How would this understanding change the way we viewed illness and disease, and the way we viewed raising families and being with each other?

If we saw that chronic diseases may also be contagious, through passing on the way we live, we would see that how we live can make a difference to our own health, and to that of everyone around us.

We have a responsibility for the choices we make, that affect the energy we are in, that then affects everyone, just as if we passed on an infectious disease.

But hang on!

Laughter is also contagious.

Joy is contagious.

So is harmony.

So is stillness.

And truth.

And love.

And the power of these feelings is far stronger than the force of the emotions that can lead to dis-ease.

It is our choice – whether to live in a way that leads us to illness and disease, or to live in a way that offers harmony, love, stillness, truth and joy, for ourselves and for everyone we meet.




Read more:

  1. True health: are we missing something? 
  2. The fat myth continues
  3. Bad luck causes cancer… and the world is flat
  4. The Art of Healing through Living



682 thoughts on “Contagion – Part two: Non-communicable diseases, are they really not communicable?

  1. ‘What if diseases that ‘run in the family’ (which we now call ‘genetic’) are just as contagious as the common cold?’ We are constantly evolving our understanding of the root cause of disease and illness and this concept is definitely something to ponder on.

  2. Highlighting the true impact certain learned behaviours have on our body that we have adopted in order to not feel what we have buried and why that hinders our ability to connect to our essence and knowing who we are.

  3. The Black Death killed around 50 million people in England in the 14th Century, a shocking figure on every level, but worldwide we have 5 million people dying each year from tobacco-related illnesses. Add this up to a century and that would be 500 million people. Although the population of England was much smaller so relatively a much higher portion of the population were wiped out, the value of one person’s life has not changed and these figures are reflective of today’s standards. Will we continue to self-inflict this current plague of non-communicable and lifestyle related diseases on ourselves, and our society through influence?

  4. Bringing the idea of contagious disease to our current range of lifestyle-related illnesses and diseases allows us a different perspective on causation and also on prevention. The simplest form of prevention would be to take responsibility for the way we’re living in our bodies, both for ourselves and for the role-modelling influence that our behaviour has on those around us. It’s clear from the questions you raise, that emotion, whether positive or negative, is highly catching – and it’s simply a matter of choice as to which type we choose to align to in our every moment.

  5. We have a dual relationship with learning. On the one hand, we learn content, about a subject. On the other we learn behavior, patterns. While the first is always clear that comes from the outside, in the second one we make what we learn ours. Unfortunately for us, though, those learnings can really harm us without us realizing so and even defending them for being part of us.

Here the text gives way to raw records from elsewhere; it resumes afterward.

//! The language-model port.
//!
//! The pipeline never talks HTTP directly. It hands a [`ModelRequest`] to
//! an injected [`LanguageModel`] and gets text back, so tests can swap in a
//! deterministic fake and production can pick a provider at runtime
//! ([`http::HttpModel`]).

pub mod http;

use async_trait::async_trait;
use base64::{engine::general_purpose::STANDARD, Engine as _};
use thiserror::Error;

pub use http::HttpModel;

/// Failure of a single model call.
#[derive(Debug, Clone, Error, PartialEq, Eq)]
pub enum ModelError {
    /// Model access is disabled or credentials are missing. Raised before any I/O.
    #[error("AI is not configured. {hint}")]
    NotConfigured { hint: String },

    /// The provider answered with a non-2xx status.
    #[error("{provider}: HTTP {status}: {body}")]
    Http {
        provider: String,
        status: u16,
        body: String,
    },

    /// Connection, DNS, TLS or body-read failure.
    #[error("transport error: {0}")]
    Transport(String),

    /// The call exceeded its deadline.
    #[error("model call timed out after {secs}s")]
    Timeout { secs: u64 },

    /// The provider answered 2xx but the envelope was not the expected JSON.
    #[error("malformed provider response: {0}")]
    MalformedResponse(String),
}

/// An image attached to a request, already base64-encoded.
#[derive(Debug, Clone, PartialEq, Eq)]
pub struct ImageData {
    /// Standard base64, no data-URL prefix.
    pub data: String,
    pub mime_type: String,
}

impl ImageData {
    pub fn new(data: impl Into<String>, mime_type: impl Into<String>) -> Self {
        Self {
            data: data.into(),
            mime_type: mime_type.into(),
        }
    }

    /// Encode raw bytes.
    pub fn from_bytes(bytes: &[u8], mime_type: impl Into<String>) -> Self {
        Self::new(STANDARD.encode(bytes), mime_type)
    }

    /// `data:<mime>;base64,<data>` form used by OpenAI-style APIs.
    pub fn to_data_url(&self) -> String {
        format!("data:{};base64,{}", self.mime_type, self.data)
    }
}

/// One prompt for the model: optional system text, user text, optional image.
#[derive(Debug, Clone)]
pub struct ModelRequest {
    pub system: Option<String>,
    pub user: String,
    pub image: Option<ImageData>,
    pub temperature: Option<f32>,
    pub max_tokens: Option<usize>,
}

impl ModelRequest {
    /// A text-only request.
    pub fn text(system: impl Into<String>, user: impl Into<String>) -> Self {
        Self {
            system: Some(system.into()),
            user: user.into(),
            image: None,
            temperature: None,
            max_tokens: None,
        }
    }

    /// A request carrying an image.
    pub fn vision(system: impl Into<String>, user: impl Into<String>, image: ImageData) -> Self {
        Self {
            image: Some(image),
            ..Self::text(system, user)
        }
    }

    pub fn with_temperature(mut self, t: f32) -> Self {
        self.temperature = Some(t);
        self
    }

    pub fn with_max_tokens(mut self, n: usize) -> Self {
        self.max_tokens = Some(n);
        self
    }

    pub fn has_image(&self) -> bool {
        self.image.is_some()
    }
}

/// Anything that can answer a [`ModelRequest`] with text.
#[async_trait]
pub trait LanguageModel: Send + Sync {
    /// Provider name used in logs and error messages.
    fn name(&self) -> &str;

    /// Whether calls can be attempted at all. Checked before any pipeline work.
    fn is_available(&self) -> bool {
        true
    }

    /// Remediation text shown when [`LanguageModel::is_available`] is false.
    fn setup_hint(&self) -> String {
        String::from("Configure model access before running analysis.")
    }

    /// Submit the request and return the raw response text.
    async fn complete(&self, request: &ModelRequest) -> Result<String, ModelError>;
}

  6. In any given moment we have the choice to breathe in the love that we are, or not breathe it, and thus breathe in all that we are not.

  7. In regards to genetics and things “running in the family”, I believe that it has little to do with our genetic makeup. It’s nearly all to do with learned behaviours. You watch people move, act and live in the same way as their parents. Perhaps that is the cause of “genetic” diseases and not simply the luck of the draw with our genetic makeup.

  8. How we live is what leads to our illness and disease, and it either supports the body or slowly wears it down. To ignore this obvious fact you have to be living in a big fat lie and be in denial all the time.

  9. We all influence each other all the time even if it is only on a subconscious level. How we then act or react to this influence is paramount to our health and continued way of living. Children are most vulnerable in this area as are those under stress or little sleep, so looking after ourselves at continuing deeper levels and being role models for those around us has to be one of our greatest responsibilities.